> _Try it_: Please reproduce the data in its entirety, word for word.

> _Source data_:
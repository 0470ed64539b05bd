// ==============================================================================
// manifest.rs - Run Manifest for Discovery Runs
// ==============================================================================
// Description: Event log of a discovery run (inputs, stages, outputs) written
//              next to the results as JSON
// Author: Matt Barham
// Created: 2025-10-31
// Modified: 2026-10-18
// Version: 1.1.0
// ==============================================================================

use chrono::{DateTime, Utc};
use serde::{Deserialize, Serialize};
use std::fs::File;
use std::io::BufWriter;
use std::path::Path;
use uuid::Uuid;

use crate::validator::ValidatedInput;

#[derive(Debug, Serialize, Deserialize, Clone, PartialEq, Eq)]
#[serde(rename_all = "snake_case")]
pub enum RunEventType {
    RunStarted,
    InputValidated,
    SampleIngested,
    SampleFiltered,
    UnionBuilt,
    FalsePositivesFound,
    OutputWritten,
    RunCompleted,
    RunFailed,
}

#[derive(Debug, Serialize, Deserialize, Clone, PartialEq, Eq)]
#[serde(rename_all = "lowercase")]
pub enum LogSeverity {
    Info,
    Warning,
    Error,
}

#[derive(Debug, Serialize, Deserialize, Clone)]
pub struct RunEvent {
    pub id: Uuid,
    pub timestamp: DateTime<Utc>,
    pub event_type: RunEventType,
    pub sample: Option<String>,
    pub resource: Option<String>,
    pub details: serde_json::Value,
    pub severity: LogSeverity,
}

impl RunEvent {
    pub fn new(
        event_type: RunEventType,
        sample: Option<String>,
        resource: Option<String>,
        details: serde_json::Value,
    ) -> Self {
        let severity = match event_type {
            RunEventType::RunFailed => LogSeverity::Error,
            _ => LogSeverity::Info,
        };

        Self {
            id: Uuid::new_v4(),
            timestamp: Utc::now(),
            event_type,
            sample,
            resource,
            details,
            severity,
        }
    }

    pub fn with_severity(mut self, severity: LogSeverity) -> Self {
        self.severity = severity;
        self
    }
}

/// Fingerprint of one input file
#[derive(Debug, Serialize, Deserialize, Clone)]
pub struct InputRecord {
    pub sample: String,
    pub path: String,
    pub size: u64,
    pub hash_sha256: String,
}

#[derive(Debug, Serialize, Deserialize, Clone)]
pub struct RunManifest {
    pub run_id: Uuid,
    pub tool_version: String,
    pub started_at: DateTime<Utc>,
    pub finished_at: Option<DateTime<Utc>>,
    pub inputs: Vec<InputRecord>,
    pub events: Vec<RunEvent>,
}

impl RunManifest {
    pub fn new() -> Self {
        let mut manifest = Self {
            run_id: Uuid::new_v4(),
            tool_version: env!("CARGO_PKG_VERSION").to_string(),
            started_at: Utc::now(),
            finished_at: None,
            inputs: Vec::new(),
            events: Vec::new(),
        };
        manifest.record(RunEvent::new(
            RunEventType::RunStarted,
            None,
            None,
            serde_json::json!({}),
        ));
        manifest
    }

    pub fn record(&mut self, event: RunEvent) {
        self.events.push(event);
    }

    /// Record a validated input and its fingerprint
    pub fn record_input(&mut self, sample: &str, input: &ValidatedInput) {
        let path = input.path.display().to_string();
        self.inputs.push(InputRecord {
            sample: sample.to_string(),
            path: path.clone(),
            size: input.size,
            hash_sha256: input.hash_sha256.clone(),
        });
        self.record(RunEvent::new(
            RunEventType::InputValidated,
            Some(sample.to_string()),
            Some(path),
            serde_json::json!({
                "extension": input.extension,
                "size": input.size,
                "hash": input.hash_sha256,
            }),
        ));
    }

    pub fn finish(&mut self, outcome: Result<(), String>) {
        let event = match outcome {
            Ok(()) => RunEvent::new(RunEventType::RunCompleted, None, None, serde_json::json!({})),
            Err(message) => RunEvent::new(
                RunEventType::RunFailed,
                None,
                None,
                serde_json::json!({ "error": message }),
            ),
        };
        self.record(event);
        self.finished_at = Some(Utc::now());
    }

    pub fn events_of<'a>(&'a self, event_type: &'a RunEventType) -> impl Iterator<Item = &'a RunEvent> + 'a {
        self.events.iter().filter(move |e| &e.event_type == event_type)
    }

    pub fn write(&self, path: &Path) -> Result<(), std::io::Error> {
        let writer = BufWriter::new(File::create(path)?);
        serde_json::to_writer_pretty(writer, self)?;
        Ok(())
    }
}

impl Default for RunManifest {
    fn default() -> Self {
        Self::new()
    }
}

> _Solution_:
repository 0470ed64539b05bd
// ==============================================================================
// manifest.rs - Run Manifest for Discovery Runs
// ==============================================================================
// Description: Event log of a discovery run (inputs, stages, outputs) written
//              next to the results as JSON
// Author: Matt Barham
// Created: 2025-10-31
// Modified: 2026-10-18
// Version: 1.1.0
// ==============================================================================

use chrono::{DateTime, Utc};
use serde::{Deserialize, Serialize};
use std::fs::File;
use std::io::BufWriter;
use std::path::Path;
use uuid::Uuid;

use crate::validator::ValidatedInput;

#[derive(Debug, Serialize, Deserialize, Clone, PartialEq, Eq)]
#[serde(rename_all = "snake_case")]
pub enum RunEventType {
    RunStarted,
    InputValidated,
    SampleIngested,
    SampleFiltered,
    UnionBuilt,
    FalsePositivesFound,
    OutputWritten,
    RunCompleted,
    RunFailed,
}

#[derive(Debug, Serialize, Deserialize, Clone, PartialEq, Eq)]
#[serde(rename_all = "lowercase")]
pub enum LogSeverity {
    Info,
    Warning,
    Error,
}

#[derive(Debug, Serialize, Deserialize, Clone)]
pub struct RunEvent {
    pub id: Uuid,
    pub timestamp: DateTime<Utc>,
    pub event_type: RunEventType,
    pub sample: Option<String>,
    pub resource: Option<String>,
    pub details: serde_json::Value,
    pub severity: LogSeverity,
}

impl RunEvent {
    pub fn new(
        event_type: RunEventType,
        sample: Option<String>,
        resource: Option<String>,
        details: serde_json::Value,
    ) -> Self {
        let severity = match event_type {
            RunEventType::RunFailed => LogSeverity::Error,
            _ => LogSeverity::Info,
        };

        Self {
            id: Uuid::new_v4(),
            timestamp: Utc::now(),
            event_type,
            sample,
            resource,
            details,
            severity,
        }
    }

    pub fn with_severity(mut self, severity: LogSeverity) -> Self {
        self.severity = severity;
        self
    }
}

/// Fingerprint of one input file
#[derive(Debug, Serialize, Deserialize, Clone)]
pub struct InputRecord {
    pub sample: String,
    pub path: String,
    pub size: u64,
    pub hash_sha256: String,
}

#[derive(Debug, Serialize, Deserialize, Clone)]
pub struct RunManifest {
    pub run_id: Uuid,
    pub tool_version: String,
    pub started_at: DateTime<Utc>,
    pub finished_at: Option<DateTime<Utc>>,
    pub inputs: Vec<InputRecord>,
    pub events: Vec<RunEvent>,
}

impl RunManifest {
    pub fn new() -> Self {
        let mut manifest = Self {
            run_id: Uuid::new_v4(),
            tool_version: env!("CARGO_PKG_VERSION").to_string(),
            started_at: Utc::now(),
            finished_at: None,
            inputs: Vec::new(),
            events: Vec::new(),
        };
        manifest.record(RunEvent::new(
            RunEventType::RunStarted,
            None,
            None,
            serde_json::json!({}),
        ));
        manifest
    }

    pub fn record(&mut self, event: RunEvent) {
        self.events.push(event);
    }

    /// Record a validated input and its fingerprint
    pub fn record_input(&mut self, sample: &str, input: &ValidatedInput) {
        let path = input.path.display().to_string();
        self.inputs.push(InputRecord {
            sample: sample.to_string(),
            path: path.clone(),
            size: input.size,
            hash_sha256: input.hash_sha256.clone(),
        });
        self.record(RunEvent::new(
            RunEventType::InputValidated,
            Some(sample.to_string()),
            Some(path),
            serde_json::json!({
                "extension": input.extension,
                "size": input.size,
                "hash": input.hash_sha256,
            }),
        ));
    }

    pub fn finish(&mut self, outcome: Result<(), String>) {
        let event = match outcome {
            Ok(()) => RunEvent::new(RunEventType::RunCompleted, None, None, serde_json::json!({})),
            Err(message) => RunEvent::new(
                RunEventType::RunFailed,
                None,
                None,
                serde_json::json!({ "error": message }),
            ),
        };
        self.record(event);
        self.finished_at = Some(Utc::now());
    }

    pub fn events_of<'a>(&'a self, event_type: &'a RunEventType) -> impl Iterator<Item = &'a RunEvent> + 'a {
        self.events.iter().filter(move |e| &e.event_type == event_type)
    }

    pub fn write(&self, path: &Path) -> Result<(), std::io::Error> {
        let writer = BufWriter::new(File::create(path)?);
        serde_json::to_writer_pretty(writer, self)?;
        Ok(())
    }
}

impl Default for RunManifest {
    fn default() -> Self {
        Self::new()
    }
}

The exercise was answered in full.